In this video, Publisher Tim Esterdahl demonstrates using the in-bed power included in the 2021 Tacoma, which is the same plug you’ll find in the new 2022 Tundra. He shows some of its limitations and how it differs from the on-board power found on the F-150 PowerBoost. Can’t use the 2022 Toyota Tundra 120V power plug to power a saw and cut a piece of 2×4 lumber? Let’s talk about that.

How does the 2022 Toyota Tundra 120V power plug work?

Lots of trucks have power plugs in the bed, but that is not the same thing as having an onboard generator. To use the 2022 Toyota Tundra 120V power plug, you have to turn the truck on, press the power button then leave the truck running while you work. The plug can output either 400w or you can downgrade that to 100w with another push of the button.

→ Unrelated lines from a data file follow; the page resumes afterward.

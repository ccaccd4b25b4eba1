// SPDX-License-Identifier: MIT OR Apache-2.0
//! Command name grammar: lowercase kebab-case, `domain-action` shaped.

const MAX_LEN: usize = 64;

/// Validate a command name against `^[a-z][a-z0-9]*-[a-z][a-z0-9-]*$`,
/// max 64 chars. Dotted legacy names (`todo.create`) are rejected — see
/// the design notes on naming history.
pub fn validate_name(name: &str) -> Result<(), String> {
    if name.is_empty() {
        return Err("name must not be empty".to_string());
    }
    if name.len() > MAX_LEN {
        return Err(format!("name exceeds {MAX_LEN} characters"));
    }
    if name.contains('.') {
        return Err("dotted names are legacy and rejected; use kebab-case".to_string());
    }

    let Some(dash) = name.find('-') else {
        return Err("name must contain at least one '-' separating domain and action".to_string());
    };

    let (domain, rest) = name.split_at(dash);
    let action = &rest[1..];

    if !is_valid_segment_start_alpha(domain) {
        return Err("domain segment must start with a lowercase letter and contain only lowercase alphanumerics".to_string());
    }
    if action.is_empty() {
        return Err("action segment must not be empty".to_string());
    }
    if !action.chars().next().is_some_and(|c| c.is_ascii_lowercase()) {
        return Err("action segment must start with a lowercase letter".to_string());
    }
    if !action
        .chars()
        .all(|c| c.is_ascii_lowercase() || c.is_ascii_digit() || c == '-')
    {
        return Err("action segment may only contain lowercase alphanumerics and '-'".to_string());
    }

    Ok(())
}

fn is_valid_segment_start_alpha(segment: &str) -> bool {
    let mut chars = segment.chars();
    match chars.next() {
        Some(c) if c.is_ascii_lowercase() => {}
        _ => return false,
    }
    chars.all(|c| c.is_ascii_lowercase() || c.is_ascii_digit())
}

#[cfg(test)]
mod tests {
    use super::*;

    #[test]
    fn accepts_simple_kebab_name() {
        assert!(validate_name("todo-create").is_ok());
    }

    #[test]
    fn accepts_multi_segment_action() {
        assert!(validate_name("todo-mark-done").is_ok());
    }

    #[test]
    fn accepts_alphanumeric_domain() {
        assert!(validate_name("afd2-help").is_ok());
    }

    #[test]
    fn rejects_dotted_legacy_name() {
        assert!(validate_name("todo.create").is_err());
    }

    #[test]
    fn rejects_missing_dash() {
        assert!(validate_name("todocreate").is_err());
    }

    #[test]
    fn rejects_uppercase() {
        assert!(validate_name("Todo-Create").is_err());
    }

    #[test]
    fn rejects_leading_digit() {
        assert!(validate_name("1todo-create").is_err());
    }

    #[test]
    fn rejects_empty() {
        assert!(validate_name("").is_err());
    }

    #[test]
    fn rejects_over_max_length() {
        let long = format!("a-{}", "b".repeat(70));
        assert!(validate_name(&long).is_err());
    }

    #[test]
    fn accepts_exactly_64_chars() {
        let name = format!("a-{}", "b".repeat(61));
        assert_eq!(name.len(), 64);
        assert!(validate_name(&name).is_ok());
    }

    #[test]
    fn rejects_trailing_dash_action_empty() {
        assert!(validate_name("todo-").is_err());
    }
}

Why didn’t Toyota add an onboard generator like Ford?

According to the developers, Toyota talked to their customers — that is, they talked to contractors who said they wouldn’t really use the feature. But contractors don’t need power on-board because they have big generators on the job site or they use cordless battery-operated equipment. So, they really aren’t the target audience for a feature like this.

On the other hand, small contractors, like handymen and lawn care companies, would use onboard generators and really appreciate the extra space in their truck beds that not having to carry a small generator would afford. And homeowners would certainly use it. Just look at Esterdahl’s examples in the video.

In short, onboard power like the F-150 PowerBoost offers allows you to be more flexible while the 2022 Toyota Tundra 120V power plug is what we’re already seeing as a pretty standard offering on a lot of pickup trucks.

What do you think? Did Toyota miss the mark by not including an onboard generator on their new hybrid 2022 Toyota Tundra?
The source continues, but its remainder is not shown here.